Koç Holding yüzde 57 ile zararda başı çekiyor
Bankaların yanı sıra şirketlerinde kaybı büyük. Hisse senetlerini bu yıl halka arz eden Türk Telekom’un değeri yüzde 32,1 azalarak 3.7 milyar dolara düşerken, İMKB’nin en değerli şirketi olan Turkcell’deki kayıp yüzde 54 oldu. Sabancı Holding yüzde 50, Koç Holding yüzde 56,7 oranında kayba uğrarken, demir-çelik fiyatlarındaki hızlı düşüşün etkisiyle son dönemde yoğun yabancı satışı gerçekleşen Erdemir’deki kayıp yüzde 51 oldu. Moonlight’ın gerçekleştirdiği çağrının etkisiyle tutunan Migros’taki kayıp yüzde 22,4’te kaldı. Migros’un yüzde 50,8’ini Koç Holding’den satın alan, borsadaki alımlarla payını yüzde 81,6’ya çıkaran Moonlight, halka açık olan yüzde 18,4’lük hisse için 6 Ekim’de çağrıya başladı.

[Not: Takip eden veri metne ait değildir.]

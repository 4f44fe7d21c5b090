//! Sans-I/O submission state machine.
//!
//! [`transition`] is a pure function from the current state and one
//! assembled reply line to the next state and what, if anything, to write.
//! [`Machine`] wraps it with the state and the capability record for one
//! session.
//!
//! Lines that do not match what the current state waits for are ignored:
//! no transition, no emission, no error. Error replies from the relay are
//! treated the same way, so a rejected conversation simply stops advancing.

use std::fmt;

use assetmail_mime::{EmailRequest, MimeMessage};

use super::emission::Emission;
use super::policy::{CapabilityPolicy, RecipientPolicy};
use super::state::ProtocolState;
use crate::command::Command;
use crate::connection::ServerInfo;
use crate::error::Result;
use crate::parser::parse_line;
use crate::types::{AuthMechanism, Extension, ReplyCode};

/// Base64 of `Username:`, the first AUTH LOGIN challenge.
pub const USERNAME_CHALLENGE: &str = "334 VXNlcm5hbWU6";
/// Base64 of `Password:`, the second AUTH LOGIN challenge.
pub const PASSWORD_CHALLENGE: &str = "334 UGFzc3dvcmQ6";
/// Reply accepting `MAIL FROM`.
pub const SENDER_ACCEPTED: &str = "250 2.1.0 Ok";
/// Reply accepting `RCPT TO`.
pub const RECIPIENT_ACCEPTED: &str = "250 2.1.5 Ok";
/// Reply accepting the message body.
pub const MESSAGE_ACCEPTED: &str = "250 2.0.0 Ok";

/// Client name sent with `EHLO` unless overridden.
pub const DEFAULT_CLIENT_ID: &str = "localhost";

/// Everything one conversation needs to answer the relay.
#[derive(Clone)]
pub struct Conversation {
    client_id: String,
    username: String,
    password: String,
    sender: String,
    recipients: Vec<String>,
    message: String,
    capability_policy: CapabilityPolicy,
    recipient_policy: RecipientPolicy,
}
//! The `POST /api/send-email` submission gate.
//!
//! A submission is validated before any network activity. Only a complete
//! request reaches the [`Mailer`]; delivery failures are logged and reported
//! to the caller as a generic error.

use serde::de::DeserializeOwned;
use serde::{Deserialize, Serialize};
use serde_json::{Map, Value, json};

use assetmail_mime::EmailRequest;

use crate::config::RelayConfig;
use crate::error::{Result, SubmissionError};
use crate::mailer::Mailer;

/// Path the submission gate is mounted on.
pub const SUBMISSION_PATH: &str = "/api/send-email";

/// One address or a list of addresses.
#[derive(Debug, Clone, PartialEq, Eq, Serialize, Deserialize)]
#[serde(untagged)]
pub enum Recipients {
    /// A single address.
    One(String),
    /// Several addresses, in order.
    Many(Vec<String>),
}

impl Recipients {
    /// Returns `true` if there is no usable address.
    #[must_use]
    pub fn is_empty(&self) -> bool {
        match self {
            Self::One(addr) => addr.trim().is_empty(),
            Self::Many(addrs) => addrs.is_empty() || addrs.iter().any(|a| a.trim().is_empty()),
        }
    }

    /// Converts into an ordered list of addresses.
    #[must_use]
    pub fn into_vec(self) -> Vec<String> {
        match self {
            Self::One(addr) => vec![addr],
            Self::Many(addrs) => addrs,
        }
    }
}

/// JSON body accepted by the submission gate.
#[derive(Debug, Clone, Default, PartialEq, Eq, Serialize, Deserialize)]
#[serde(rename_all = "camelCase")]
pub struct SubmissionRequest {
    /// Recipient address or addresses.
    #[serde(default)]
    pub to: Option<Recipients>,
    /// Subject line.
    #[serde(default)]
    pub subject: Option<String>,
    /// HTML body.
    #[serde(default)]
    pub html: Option<String>,
    /// Reply-to address overriding the configured default.
    #[serde(default, skip_serializing_if = "Option::is_none")]
    pub reply_to: Option<String>,
}

impl SubmissionRequest {
    /// Parses a JSON request body.
    ///
    /// Each field is checked on its own so that a wrong-typed field is
    /// reported by name. `null` counts as absent.
    ///
    /// # Errors
    ///
    /// Returns [`SubmissionError::InvalidBody`] if the body is not a JSON
    /// object and [`SubmissionError::InvalidFields`] naming every field of the
    /// wrong type.
    pub fn from_json(body: &str) -> Result<Self> {
        let object: Map<String, Value> = serde_json::from_str(body)?;
        let mut invalid = Vec::new();

        let request = Self {
            to: field(&object, "to", &mut invalid),
            subject: field(&object, "subject", &mut invalid),
            html: field(&object, "html", &mut invalid),
            reply_to: field(&object, "replyTo", &mut invalid),
        };

        if invalid.is_empty() {
            Ok(request)
        } else {
            Err(SubmissionError::InvalidFields(invalid))
        }
    }

    /// Lists required fields that are absent or empty.
    #[must_use]
    pub fn missing_fields(&self) -> Vec<&'static str> {
        let mut missing = Vec::new();
        if self.to.as_ref().is_none_or(Recipients::is_empty) {
            missing.push("to");
        }
        if self.subject.as_deref().is_none_or(str::is_empty) {
            missing.push("subject");
        }
        if self.html.as_deref().is_none_or(str::is_empty) {
            missing.push("html");
        }
        missing
    }

    /// Builds the email to deliver, using the configured sender and default
    /// reply-to.
    ///
    /// # Errors
    ///
    /// Returns [`SubmissionError::MissingFields`] if any required field is
    /// absent or empty.
    pub fn into_email(self, config: &RelayConfig) -> Result<EmailRequest> {
        let missing = self.missing_fields();
        if !missing.is_empty() {
            return Err(SubmissionError::MissingFields(missing));
        }

        let mut email = EmailRequest::new(
            config.sender.as_str(),
            self.subject.unwrap_or_default(),
            self.html.unwrap_or_default(),
        );
        email.to = self.to.map(Recipients::into_vec).unwrap_or_default();
        email.reply_to = self
            .reply_to
            .filter(|r| !r.is_empty())
            .or_else(|| config.reply_to.clone());
        Ok(email)
    }
}

fn field<T: DeserializeOwned>(
    object: &Map<String, Value>,
    name: &'static str,
    invalid: &mut Vec<&'static str>,
) -> Option<T> {
    match object.get(name) {
        None | Some(Value::Null) => None,
        Some(value) => T::deserialize(value).map_or_else(
            |_| {
                invalid.push(name);
                None
            },
            Some,
        ),
    }
}

/// Status and JSON body returned by the submission gate.
#[derive(Debug, Clone, PartialEq, Eq)]
pub struct SubmissionResponse {
    /// HTTP status code.
    pub status: u16,
    /// JSON response body.
    pub body: Value,
}

impl SubmissionResponse {
    /// `200` after the relay accepted the message.
    #[must_use]
    pub fn delivered() -> Self {
        Self {
            status: 200,
            body: json!({ "success": true }),
        }
    }

    /// `400` naming the missing fields.
    #[must_use]
    pub fn missing_fields(fields: &[&str]) -> Self {
        Self {
            status: 400,
            body: json!({ "error": "Missing required fields", "missing": fields }),
        }
    }

    /// `400` naming fields that had the wrong JSON type.
    #[must_use]
    pub fn invalid_fields(fields: &[&str]) -> Self {
        Self {
            status: 400,
            body: json!({ "error": "Invalid fields", "invalid": fields }),
        }
    }

    /// `400` for a body that is not a JSON object.
    #[must_use]
    pub fn invalid_body() -> Self {
        Self {
            status: 400,
            body: json!({ "error": "Invalid request body" }),
        }
    }

    /// `405` for anything but `POST`.
    #[must_use]
    pub fn method_not_allowed() -> Self {
        Self {
            status: 405,
            body: json!({ "error": "Method not allowed" }),
        }
    }

    /// `500` for any delivery failure. The cause is not included.
    #[must_use]
    pub fn failed() -> Self {
        Self {
            status: 500,
            body: json!({ "error": "Failed to send email" }),
        }
    }

    /// Returns `true` for a `2xx` status.
    #[must_use]
    pub const fn is_success(&self) -> bool {
        self.status >= 200 && self.status < 300
    }
}

/// Validates a raw request body into an email ready to deliver.
///
/// # Errors
///
/// Returns [`SubmissionError::InvalidBody`] for malformed JSON,
/// [`SubmissionError::InvalidFields`] for wrong-typed fields and
/// [`SubmissionError::MissingFields`] for incomplete submissions.
pub fn prepare_submission(body: &str, config: &RelayConfig) -> Result<EmailRequest> {
    SubmissionRequest::from_json(body)?.into_email(config)
}

/// Handles one request to the submission gate.
///
/// Method and body are checked before the mailer is called; the mailer is
/// called at most once.
pub async fn handle_submission<M: Mailer>(
    method: &str,
    body: &str,
    config: &RelayConfig,
    mailer: &M,
) -> SubmissionResponse {
    if !method.eq_ignore_ascii_case("POST") {
        tracing::debug!("Rejecting {} {}", method, SUBMISSION_PATH);
        return SubmissionResponse::method_not_allowed();
    }

    let email = match prepare_submission(body, config) {
        Ok(email) => email,
        Err(SubmissionError::MissingFields(fields)) => {
            tracing::warn!("Rejecting submission, missing: {}", fields.join(", "));
            return SubmissionResponse::missing_fields(&fields);
        }
        Err(SubmissionError::InvalidFields(fields)) => {
            tracing::warn!("Rejecting submission, invalid: {}", fields.join(", "));
            return SubmissionResponse::invalid_fields(&fields);
        }
        Err(e) => {
            tracing::warn!("Rejecting submission: {}", e);
            return SubmissionResponse::invalid_body();
        }
    };

    match mailer.send(&email).await {
        Ok(delivered) => {
            tracing::info!(
                "Submission \"{}\" accepted for {}",
                email.subject,
                delivered.recipients.join(", ")
            );
            SubmissionResponse::delivered()
        }
        Err(e) => {
            tracing::warn!("Failed to send \"{}\": {}", email.subject, e);
            SubmissionResponse::failed()
        }
    }
}

#[cfg(test)]
#[allow(clippy::unwrap_used)]
mod tests {
    use super::*;

    fn config() -> RelayConfig {
        RelayConfig::new("smtp.example.com").sender("noreply@assets.example")
    }

    #[test]
    fn single_recipient_string() {
        let req = SubmissionRequest::from_json(
            r#"{"to":"ops@example.com","subject":"Audit","html":"<p>due</p>"}"#,
        )
        .unwrap();
        assert_eq!(req.to, Some(Recipients::One("ops@example.com".to_string())));

        let email = req.into_email(&config()).unwrap();
        assert_eq!(email.to, vec!["ops@example.com"]);
        assert_eq!(email.from, "noreply@assets.example");
    }

    #[test]
    fn recipient_list_keeps_order() {
        let email = prepare_submission(
            r#"{"to":["b@x.com","a@x.com"],"subject":"s","html":"<p>h</p>"}"#,
            &config(),
        )
        .unwrap();
        assert_eq!(email.to, vec!["b@x.com", "a@x.com"]);
    }

    #[test]
    fn all_missing_fields_are_named() {
        let req = SubmissionRequest::from_json("{}").unwrap();
        assert_eq!(req.missing_fields(), vec!["to", "subject", "html"]);
    }

    #[test]
    fn empty_values_count_as_missing() {
        let req =
            SubmissionRequest::from_json(r#"{"to":[],"subject":"","html":"<p>x</p>"}"#).unwrap();
        assert_eq!(req.missing_fields(), vec!["to", "subject"]);

        let req =
            SubmissionRequest::from_json(r#"{"to":["a@x.com",""],"subject":"s","html":"h"}"#)
                .unwrap();
        assert_eq!(req.missing_fields(), vec!["to"]);
    }

    #[test]
    fn reply_to_prefers_request_then_config() {
        let cfg = config().reply_to("desk@assets.example");

        let email = prepare_submission(
            r#"{"to":"a@x.com","subject":"s","html":"h","replyTo":"me@x.com"}"#,
            &cfg,
        )
        .unwrap();
        assert_eq!(email.reply_to.as_deref(), Some("me@x.com"));

        let email = prepare_submission(r#"{"to":"a@x.com","subject":"s","html":"h"}"#, &cfg)
            .unwrap();
        assert_eq!(email.reply_to.as_deref(), Some("desk@assets.example"));

        let email = prepare_submission(r#"{"to":"a@x.com","subject":"s","html":"h"}"#, &config())
            .unwrap();
        assert_eq!(email.reply_to, None);
    }

    #[test]
    fn malformed_body_is_invalid() {
        let err = prepare_submission("not json", &config()).unwrap_err();
        assert!(matches!(err, SubmissionError::InvalidBody(_)));

        let err = prepare_submission(r#"["a@x.com"]"#, &config()).unwrap_err();
        assert!(matches!(err, SubmissionError::InvalidBody(_)));
    }

    #[test]
    fn wrong_typed_fields_are_named() {
        let err = prepare_submission(
            r#"{"to":"a@x.com","subject":"s","html":"<p>h</p>","replyTo":5}"#,
            &config(),
        )
        .unwrap_err();
        assert!(matches!(err, SubmissionError::InvalidFields(f) if f == vec!["replyTo"]));

        let err = prepare_submission(r#"{"to":42,"subject":"s","html":["h"]}"#, &config())
            .unwrap_err();
        assert!(matches!(err, SubmissionError::InvalidFields(f) if f == vec!["to", "html"]));
    }

    #[test]
    fn null_counts_as_absent() {
        let req = SubmissionRequest::from_json(
            r#"{"to":null,"subject":"s","html":"h","replyTo":null}"#,
        )
        .unwrap();
        assert_eq!(req.missing_fields(), vec!["to"]);
        assert_eq!(req.reply_to, None);
    }

    #[test]
    fn response_bodies() {
        assert_eq!(
            SubmissionResponse::delivered().body.to_string(),
            r#"{"success":true}"#
        );
        assert_eq!(SubmissionResponse::failed().status, 500);
        assert!(!SubmissionResponse::failed().is_success());

        let resp = SubmissionResponse::missing_fields(&["html"]);
        assert_eq!(resp.status, 400);
        assert_eq!(resp.body["missing"], json!(["html"]));
    }
}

Dolar ve faize yatıran güldü borsa oyuncuları perişan
Global finansal krizin tüm dünyaya olduğu gibi Türkiye’de de bazı iyi yanları oldu. Parasını dolar ve faizle işleten yatırımcı eylül ayında güldü. Yıllık bazda en yüksek getiriyi mevduat faizi sağladı. Türkiye İstatistik Kurumu (TÜİK), seçilmiş finansal yatırım araçlarının Eylül ayı itibarıyla reel getiri oranlarını açıkladı. Buna göre eylül ayında tüketici fiyatları (TÜFE) bazında enflasyondan arındırıldığında, yatırımcısına mevduat faizi yüzde 0,89, dolar yüzde 4,53, avro yüzde 0,35, külçe altın yüzde 0,25 getiri sağladı. Aynı dönemde, yatırımcısına borsa endeksi yüzde 10,3 kaybettirdi. Söz konusu bir yılda, TÜFE bazında reel olarak mevduat faizi yüzde 4,44, külçe altın yüzde 1,77 kazandırdı. Son bir yıla göre en çok borsa endeksi yüzde 34,85 kaybettirken, doların kaybı yüzde 11,81, euronun ise yüzde 8,76 oldu.
Türkiye bütçesi krize takıldı mali disiplin sistemi şart oldu
Dünyayı kasıp kavuran mali kriz, 2009 yılı Türkiye bütçesinin belirlenmesinde de etkili oldu. Bütçede, harcamalar, gelir performansına göre yapılacak. Türkiye, 2009 bütçesi çerçevesinde bir ilki de gerçekleştirerek, dünyanın en gelişmiş bütçe ve mali disiplin sistemini oluşturarak, gelecek yıl ve ondan sonraki bütçelerin, enflasyonu tek haneye indirmesine, yüksek sürdürülebilir ekonomik büyüme sağlamasına imkan tanıyan bütçeler olacak. İç tasarrufları artırmaya yönelik bütçede, küresel kredi kaynaklarının iyice azalması halinde Türkiye’nin kendi içinde, sürdürülebilir bir gelir ve harcama sistemi oluşturması sağlanacak. 2009 bütçesi ve önümüzdeki yıllardaki bütçelerde uygulanmak üzere, Uluslararası Para Fonundan (IMF) teknik destek alınacak.